Luxuriating in a February Gloom

It’s been nine months since I graduated from college, and February is the worst month in New York City. Most of the days are overcast to the point that the hour of the day is incomprehensible. If not, it’s drizzling. If the day is not temporally incomprehensible and it’s not drizzling, the wind is biting the cheeks, carving away like a deft butcher. Still, though, I trudge to my workout classes amidst sloughing sheets of rain or snowy sidewalks because if I don’t, my anxious thoughts spiral like a child falling down a water park slide, screaming. His mom, who hears him below, thinks his screams are of thrilled pleasure, when really he’s bellowing, “Mommy! This isn’t fun anymore!,” the whorls of the slide distorting his projections so that his mom only registers a “Mmmm–ooooOOOOO IIIIZZNNNNN — aaaaaannnooooooooooOOOOO.” She smiles to herself. How unconcerned with self-preservation children are. How daring in the face of fear.

February is also the worst month because amidst the dismal colorscape that consists of a sea of black coats dotted by the occasional pair of red rain boots or bright yellow umbrella that is, although a valiant attempt at breaking the monotony, annoying, there it arrives smack dab in the middle of it all: Valentine’s Day. Valentine’s Day occurring in the middle of February does not the month more pleasant make; rather, its cloying saccharinity puts into stark relief the graying air surrounding it. Imagine: a world of shuffling snow and sleet and sadness that one eventually becomes used to and almost is able to find comfort in. One day that world is relaxedly itself; the next it is infiltrated by men carrying plastic bundles of roses and shiny boxes of chocolates and women dressed entirely in pink and red (and I mean entirely). It’s as if everyone is competing to prove, “Look! Look how happy I am even in this-the-worst-of-all-months! Look how much I appreciate my partner and am just thrilled to be going on a nice date with him/her/them tonight!” What I’m saying is it’s an act. It’s fake. It’s February in the city and you’re not happy – no one is. I suppose it didn’t help that my boyfriend and I were broken up on this day.

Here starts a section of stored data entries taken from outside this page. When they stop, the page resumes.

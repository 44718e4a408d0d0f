//! WebSocket push gateway adapter.

use std::sync::Arc;
use std::sync::atomic::{AtomicBool, Ordering};

use async_trait::async_trait;
use futures_util::StreamExt;
use parking_lot::Mutex;
use reqwest::Client;
use serde::Deserialize;
use tokio::sync::{mpsc, watch};
use tokio_tungstenite::connect_async;
use tokio_tungstenite::tungstenite::Message;
use tracing::{debug, info, warn};
use uuid::Uuid;

use crate::domain::entities::PushMessage;
use crate::domain::errors::PushError;
use crate::domain::ports::{
    DeliveryToken, PermissionStatus, PushGatewayPort, WorkerBinding,
};

#[derive(Debug, Deserialize)]
struct TokenResponse {
    token: String,
}

/// Push delivery mechanism backed by the backend REST API plus a WebSocket
/// message stream.
pub struct WsPushGateway {
    http: Client,
    backend_url: String,
    gateway_url: String,
    api_key: Option<String>,
    notifications_enabled: bool,
    device_id: Uuid,
    initialized: AtomicBool,
    ready_tx: watch::Sender<bool>,
    subscriber: Arc<Mutex<Option<mpsc::UnboundedSender<PushMessage>>>>,
}

impl WsPushGateway {
    /// Creates a new gateway.
    ///
    /// # Errors
    /// Returns an error if HTTP client creation fails.
    pub fn new(
        backend_url: impl Into<String>,
        gateway_url: impl Into<String>,
        api_key: Option<String>,
        notifications_enabled: bool,
    ) -> Result<Self, PushError> {
        let http = Client::builder()
            .user_agent(concat!("solace/", env!("CARGO_PKG_VERSION")))
            .timeout(std::time::Duration::from_secs(15))
            .build()
            .map_err(|e| PushError::stream(format!("failed to create HTTP client: {e}")))?;

        let (ready_tx, _) = watch::channel(false);

        Ok(Self {
            http,
            backend_url: backend_url.into(),
            gateway_url: gateway_url.into(),
            api_key,
            notifications_enabled,
            device_id: Uuid::new_v4(),
            initialized: AtomicBool::new(false),
            ready_tx,
            subscriber: Arc::new(Mutex::new(None)),
        })
    }

    fn with_auth(&self, request: reqwest::RequestBuilder) -> reqwest::RequestBuilder {
        match &self.api_key {
            Some(key) => request.bearer_auth(key),
            None => request,
        }
    }
}

#[async_trait]
impl PushGatewayPort for WsPushGateway {
    fn is_initialized(&self) -> bool {
        self.initialized.load(Ordering::SeqCst)
    }

    fn ready(&self) -> watch::Receiver<bool> {
        self.ready_tx.subscribe()
    }

    async fn connect(&self) -> Result<(), PushError> {
        debug!(url = %self.gateway_url, "Connecting push gateway");

        let (stream, _) = connect_async(&self.gateway_url)
            .await
            .map_err(|e| PushError::stream(e.to_string()))?;

        self.initialized.store(true, Ordering::SeqCst);
        self.ready_tx.send_replace(true);
        info!("Push gateway connected");

        let subscriber = self.subscriber.clone();
        tokio::spawn(async move {
            let (_write, mut read) = stream.split();
            while let Some(frame) = read.next().await {
                match frame {
                    Ok(Message::Text(text)) => {
                        match serde_json::from_str::<PushMessage>(text.as_str()) {
                            Ok(message) => {
                                if let Some(tx) = subscriber.lock().as_ref() {
                                    let _ = tx.send(message);
                                }
                            }
                            Err(e) => {
                                warn!(error = %e, "Unrecognized push payload shape, dropping");
                            }
                        }
                    }
                    Ok(Message::Close(_)) => break,
                    Ok(_) => {}
                    Err(e) => {
                        warn!(error = %e, "Push stream read failed");
                        break;
                    }
                }
            }
            debug!("Push message stream closed");
        });

        Ok(())
    }

    async fn request_permission(&self) -> Result<PermissionStatus, PushError> {
        // The terminal analog of the permission prompt: the operator-level
        // notification switch answers it ahead of time.
        if self.notifications_enabled {
            Ok(PermissionStatus::Granted)
        } else {
            Ok(PermissionStatus::Denied)
        }
    }

    async fn fetch_token(&self) -> Result<DeliveryToken, PushError> {
        let url = format!("{}/v1/push/register", self.backend_url);
        let response = self
            .with_auth(self.http.post(&url))
            .json(&serde_json::json!({ "device_id": self.device_id.to_string() }))
            .send()
            .await
            .map_err(|e| PushError::token(e.to_string()))?;

        if !response.status().is_success() {
            return Err(PushError::token(format!("HTTP {}", response.status())));
        }

        let body = response
            .json::<TokenResponse>()
            .await
            .map_err(|e| PushError::token(e.to_string()))?;

        Ok(DeliveryToken::new(body.token))
    }

    async fn subscribe(&self) -> Result<mpsc::UnboundedReceiver<PushMessage>, PushError> {
        if !self.is_initialized() {
            return Err(PushError::Unsupported);
        }

        let (tx, rx) = mpsc::unbounded_channel();
        *self.subscriber.lock() = Some(tx);
        Ok(rx)
    }

    async fn bind_worker(&self, binding: &WorkerBinding) -> Result<(), PushError> {
        let url = format!("{}/v1/push/bind", self.backend_url);
        let response = self
            .with_auth(self.http.post(&url))
            .json(&serde_json::json!({
                "device_id": self.device_id.to_string(),
                "binding_id": binding.id().to_string(),
            }))
            .send()
            .await
            .map_err(|e| PushError::bind(e.to_string()))?;

        if response.status().is_success() {
            Ok(())
        } else {
            Err(PushError::bind(format!("HTTP {}", response.status())))
        }
    }
}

I swear I’m not always so pessimistic, but being pessimistic can be fun. If you don’t let it be fun, you run the risk of letting it kill you. Also, as my Lyft driver told me the other night, “Being stupid is good sometimes.” “Huh,” I replied, nodding my head. Maybe Lyft guy was right. Maybe sometimes being stupid (pessimistic/dramatic/grotesquely sad/insert other socially taboo emotional state) is good sometimes. I meant to use this time to reflect on my reading and (cough ~nonexistent~ cough) writing habits. I’ll do that later. I’ve used it instead to be stupid sometimes, and it’s true: I feel pretty good about that. Look at you, Lyft guy. Thanks for the nugget of wisdom.